なお、ポイゾ本体の捕獲にはライムとベスだけでなく、シルフィとメルティまで投入された。流石にこの布陣にはポイゾも無条件降伏であった。戦闘にすらならなかった。
「えーと、今の研究課題は何だったっけ?」
「シルフィ姉とメルティからは国民の生活に役立つ魔道具を考えて欲しいという要望が来ている。軍部からはコースケの能力に拠らない量産型の高性能武具が要望されている」
「なんというか具体性が無いなぁ……量産型の高性能武器ってことなら、先込め式の魔銃があるだろ?」
魔銃というのは俺の能力で作り出したボルトアクションライフルと見本用のマスケット銃を参考にこの世界で作られた武器だ。構造は単純で、銃口から弾を込め、トリガーを引くと銃身の奥で少威力の爆発魔法が起動、その爆圧で弾丸を飛ばすというものだ。その口径は15mmという大口径で威力が高く、射程も500mと非常に長い。

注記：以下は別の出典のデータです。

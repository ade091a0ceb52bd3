use super::types::{Joint, Skeleton};
use crate::{
    arm_error::{ArmError, ContentError},
    util,
};
use ahash::{HashMap, HashMapExt};
use log::{debug, error};
use nalgebra_glm as glm;
use smallvec::SmallVec;

/// Smallest bind pose scale component that can be inverted
const SCALE_EPSILON: f32 = 1.0e-6;

/// Description of one joint as it appears in the source file. `parent` is
/// the parent's original (file) index.
#[derive(Clone, Debug)]
pub struct JointDesc {
    pub name: String,
    pub parent: Option<usize>,
    pub translation: glm::Vec3,
    pub rotation: glm::Quat,
    pub scale: glm::Vec3,
    pub root_offset: glm::Mat4,
    pub inverse_bind: Option<glm::Mat4>,
}

impl JointDesc {
    /// Creates a joint with an identity bind pose
    #[must_use]
    pub fn new(name: impl Into<String>, parent: Option<usize>) -> Self {
        Self {
            name: name.into(),
            parent,
            translation: glm::Vec3::zeros(),
            rotation: glm::Quat::identity(),
            scale: glm::vec3(1.0, 1.0, 1.0),
            root_offset: glm::Mat4::identity(),
            inverse_bind: None,
        }
    }

    #[must_use]
    pub fn translation(mut self, translation: glm::Vec3) -> Self {
        self.translation = translation;
        self
    }

    #[must_use]
    pub fn rotation(mut self, rotation: glm::Quat) -> Self {
        self.rotation = glm::quat_normalize(&rotation);
        self
    }

    #[must_use]
    pub fn scale(mut self, scale: glm::Vec3) -> Self {
        self.scale = scale;
        self
    }

    /// Places a root joint under a fixed model space transform. Ignored for
    /// a joint with a parent.
    #[must_use]
    pub fn root_offset(mut self, root_offset: glm::Mat4) -> Self {
        self.root_offset = root_offset;
        self
    }

    /// Uses an inverse bind matrix from the source instead of computing one
    /// from the bind pose
    #[must_use]
    pub fn inverse_bind(mut self, inverse_bind: glm::Mat4) -> Self {
        self.inverse_bind = Some(inverse_bind);
        self
    }
}

/// Collects joints in file order and builds an immutable `Skeleton`
#[derive(Clone, Debug, Default)]
pub struct SkeletonBuilder {
    name: String,
    joints: Vec<JointDesc>,
}

impl SkeletonBuilder {
    #[must_use]
    pub fn new(name: impl Into<String>) -> Self {
        Self {
            name: name.into(),
            joints: Vec::new(),
        }
    }

    /// Adds a joint. Returns the original (file) index it was given.
    pub fn push(&mut self, joint: JointDesc) -> usize {
        self.joints.push(joint);
        self.joints.len() - 1
    }

    /// Chaining version of `push`
    #[must_use]
    pub fn joint(mut self, joint: JointDesc) -> Self {
        self.push(joint);
        self
    }

    /// Validates the joints, orders them into the hierarchy arena and
    /// computes the inverse bind matrices.
    ///
    /// # Errors
    /// Returns `ContentError` wrapped in `ArmError` for an empty skeleton,
    /// duplicate names, bad parent indices, parent cycles, zero scale or a
    /// root offset that can not be inverted.
    pub fn build(self) -> Result<Skeleton, ArmError> {
        let count = self.joints.len();
        if count == 0 {
            error!("skeleton {} has no joints", self.name);
            return Err(ContentError::EmptySkeleton.into());
        }

        let mut name_check = HashMap::<&str, usize>::with_capacity(count);
        let mut children_of: Vec<SmallVec<[usize; 4]>> =
            vec![SmallVec::new(); count];
        let mut file_roots = Vec::new();
        for (index, desc) in self.joints.iter().enumerate() {
            if name_check.insert(desc.name.as_str(), index).is_some() {
                error!("skeleton {} repeats joint {}", self.name, desc.name);
                return Err(
                    ContentError::DuplicateJointName(desc.name.clone()).into()
                );
            }
            if desc.scale.iter().any(|s| s.abs() < SCALE_EPSILON) {
                error!("joint {} has zero scale", desc.name);
                return Err(
                    ContentError::DegenerateScale(desc.name.clone()).into()
                );
            }
            match desc.parent {
                Some(parent) if parent >= count || parent == index => {
                    error!("joint {} has bad parent {}", desc.name, parent);
                    return Err(ContentError::InvalidParent {
                        joint: desc.name.clone(),
                        parent,
                    }
                    .into());
                }
                Some(parent) => children_of[parent].push(index),
                None => file_roots.push(index),
            }
        }

        // Pre-order walk from each root. Children are pushed in reverse so
        // they are visited in file order.
        let mut order = Vec::with_capacity(count);
        let mut stack: Vec<usize> = file_roots.iter().rev().copied().collect();
        while let Some(file_index) = stack.pop() {
            order.push(file_index);
            stack.extend(children_of[file_index].iter().rev());
        }

        // With valid parent indices, anything not reached from a root must
        // be on a cycle
        let mut original_to_hierarchy = vec![usize::MAX; count];
        for (hierarchy_index, file_index) in order.iter().enumerate() {
            original_to_hierarchy[*file_index] = hierarchy_index;
        }
        if let Some(lost) =
            original_to_hierarchy.iter().position(|x| *x == usize::MAX)
        {
            let name = self.joints[lost].name.clone();
            error!("joint {} is not reachable from a root", name);
            return Err(ContentError::CyclicHierarchy(name).into());
        }

        // Parents come first in `order` so their inverse bind is ready by
        // the time a child needs it
        let mut joints: Vec<Joint> = Vec::with_capacity(count);
        for file_index in &order {
            let desc = &self.joints[*file_index];
            let parent = desc.parent.map(|p| original_to_hierarchy[p]);
            let root_offset = if parent.is_some() {
                glm::Mat4::identity()
            } else {
                desc.root_offset
            };
            let parent_inverse = match parent {
                Some(p) => joints[p].inverse_bind,
                None => root_offset.try_inverse().ok_or_else(|| {
                    error!("joint {} has a degenerate root offset", desc.name);
                    ContentError::DegenerateScale(desc.name.clone())
                })?,
            };
            let inverse_bind = desc.inverse_bind.unwrap_or_else(|| {
                util::inverse_compose(
                    &desc.translation,
                    &desc.rotation,
                    &desc.scale,
                ) * parent_inverse
            });
            joints.push(Joint {
                name: desc.name.clone(),
                parent,
                children: children_of[*file_index]
                    .iter()
                    .map(|c| original_to_hierarchy[*c])
                    .collect(),
                inverse_bind,
                translation: desc.translation,
                rotation: desc.rotation,
                scale: desc.scale,
                root_offset,
                original_index: *file_index,
            });
        }

        let name_to_index = joints
            .iter()
            .enumerate()
            .map(|(index, joint)| (joint.name.clone(), index))
            .collect();
        let roots = file_roots
            .iter()
            .map(|r| original_to_hierarchy[*r])
            .collect::<Vec<_>>();
        debug!(
            "skeleton {} has {} joints and {} roots",
            self.name,
            count,
            roots.len()
        );

        Ok(Skeleton {
            name: self.name,
            joints,
            roots,
            name_to_index,
            original_to_hierarchy,
        })
    }
}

銃身に黒鋼という熱に強い頑丈な特殊金属を使っているため重いのが難点だが、この世界の亜人にとってはあまり苦にならないらしい。
「ん。先行量産型が解放軍の部隊に配備されて試験運用されている。上がってきている報告では使用感は良好みたい」
「それだけでは不十分なのか?」
「同じような武器を使われた時に備えて、対抗できるものを作って欲しいって」
「難しいことを言うなぁ……」
威力的には大型の魔物や突進してくる重装騎兵すら仕留めるような代物だ。対抗ってことはつまり防御するための装備ってことだろうが、生半可な防具では防ぐことなど到底不可能である。
「無理?」
「案がないわけじゃないけど、コストパフォーマンスに見合うかどうかはわからないぞ。まぁ実験するのが早いな」
そう言って俺はアイラを騎士団の修練場にもなっている城の裏庭へと連れ出す。実験と聞いてなにか面白い事をやるのかと研究開発部の面々もついてくる。当然のようにイフリータやグランデを抱えたままのライム、ミスリルの樽を抱いたベスもついてくる。
「これは後方拠点で貰ってきた試作型の魔銃だ。先行量産型の魔獣とほぼ同じスペックのはずだな」
「ん、そう」
「こいつの威力をまず検証しよう」
そう言って俺は25mm厚の木の板や聖王国軍の連中から接収した壊れかけの鎧などを並べていく。まずは十枚並べた25mm厚の木の板を撃ってみる。
「……全部貫通してる」
「まぁそうなるよな」
強烈な反動で痛む肩に顔を顰めながら今度は聖王国軍の鉄製の鎧を撃つ。縦に三つ並べていたが、これも綺麗に全部貫通していた。
「こ、こんなに高威力なの……?」
「鎧って言っても厚さ2mm程度の鉄板だしなぁ……中身が入っていればまた違うかもしれないけど、まぁこんなもんだろう。あとは距離もあるな」
今は20mくらいの距離から撃ってるからな。最大射程の500m付近まで行けば威力はそれなりに落ちてると思う。
「で、まぁ見ての通り盾や鎧で防ぐのはかなり無理がある。そこでこれだ」
俺はインベントリから鋼鉄製のシャベルを取り出した。そして土を掘り、ちょっとした塹壕を作る。そして塹壕を掘って盛った土の壁に向かって銃弾を撃ち込んだ。
「……貫通してない」
「銃弾を防ぐには装甲で弾くよりも土嚢や土壁に着弾させて受け止めた方が防御効果が高い。俺も詳しい理論はわからんけど。まぁ厚さ30mmとかの分厚い鋼鉄の装甲なら真正面から受け止められるかもしれんが、そんなものを持ち歩くのは無理だろ?」
「コースケじゃないと無理」
「だよな。あとはもっと薄い装甲でも正面から受け止めないで斜めに受け止めれば受け流して弾けると思うけど、どっちにしろそんな装甲を持ち歩くのは無理だ。ならこういう塹壕を簡単に作れる道具を作ったほうが良いんじゃないかと思う。こういう塹壕を短時間で作ることができれば大型の魔物や騎兵の突撃にも対抗できるんじゃないか? 地面の土をただ盛り上げで土壁も作るだけならそんなに魔力も使わなさそうだし。それに、穴掘りに使えるなら土木工事とかにも使えそうだから軍事用途だけでなく民生用にもつぶしが利くんじゃないかな」
「なるほど……確かに土壁の魔法は土属性魔法の中では難易度の低い魔法。精製していない低品質の魔石でもある程度効果が望めるし、魔道具の作りもそんなに複雑なことにはならない。早速考えてみる」
アイラは頷き、研究開発部の面々を引き連れて開発室へと引き上げていった。俺は実験場の後片付けを始めるが、何故かイフリータが残って俺の様子をじっと見ている。
「どうした?」
「意外とちゃんと考えてるのね。ただの女好きかと思ってた」
「それはどうも」
褒めてるのか貶しているのかわからない発言に苦笑を返す。まぁ見直してくれたようだし、悪いことではないだろう。
「ちょっとだけ貴方のことを認めてあげるわ。ちょっとだけよ」
「はいはい、ありがたき幸せにございます。で、お姫様はあちらには加わらないので?」
「……私は実戦派だから」
ツイっとイフリータが視線を逸らす。なるほど、攻撃魔法をぶっ放すのは得意だけど理論とか魔道具作りとかは苦手ってやつですね、わかります。こいつはとことんイメージを外さないな。
「俺は魔法を使えないから色々検証したいことがあるんだ。付き合ってくれるか?」
「ふーん……まぁ良いわよ」
平静を装っているが僅かに鼻の穴が広がってるぞ、お姫様。
なるほど、こいつはこうやって操縦すればいいのか。これは良いことを見つけた。暇そうだし、魔法の考察と実験にとことん付き合ってもらうとしよう。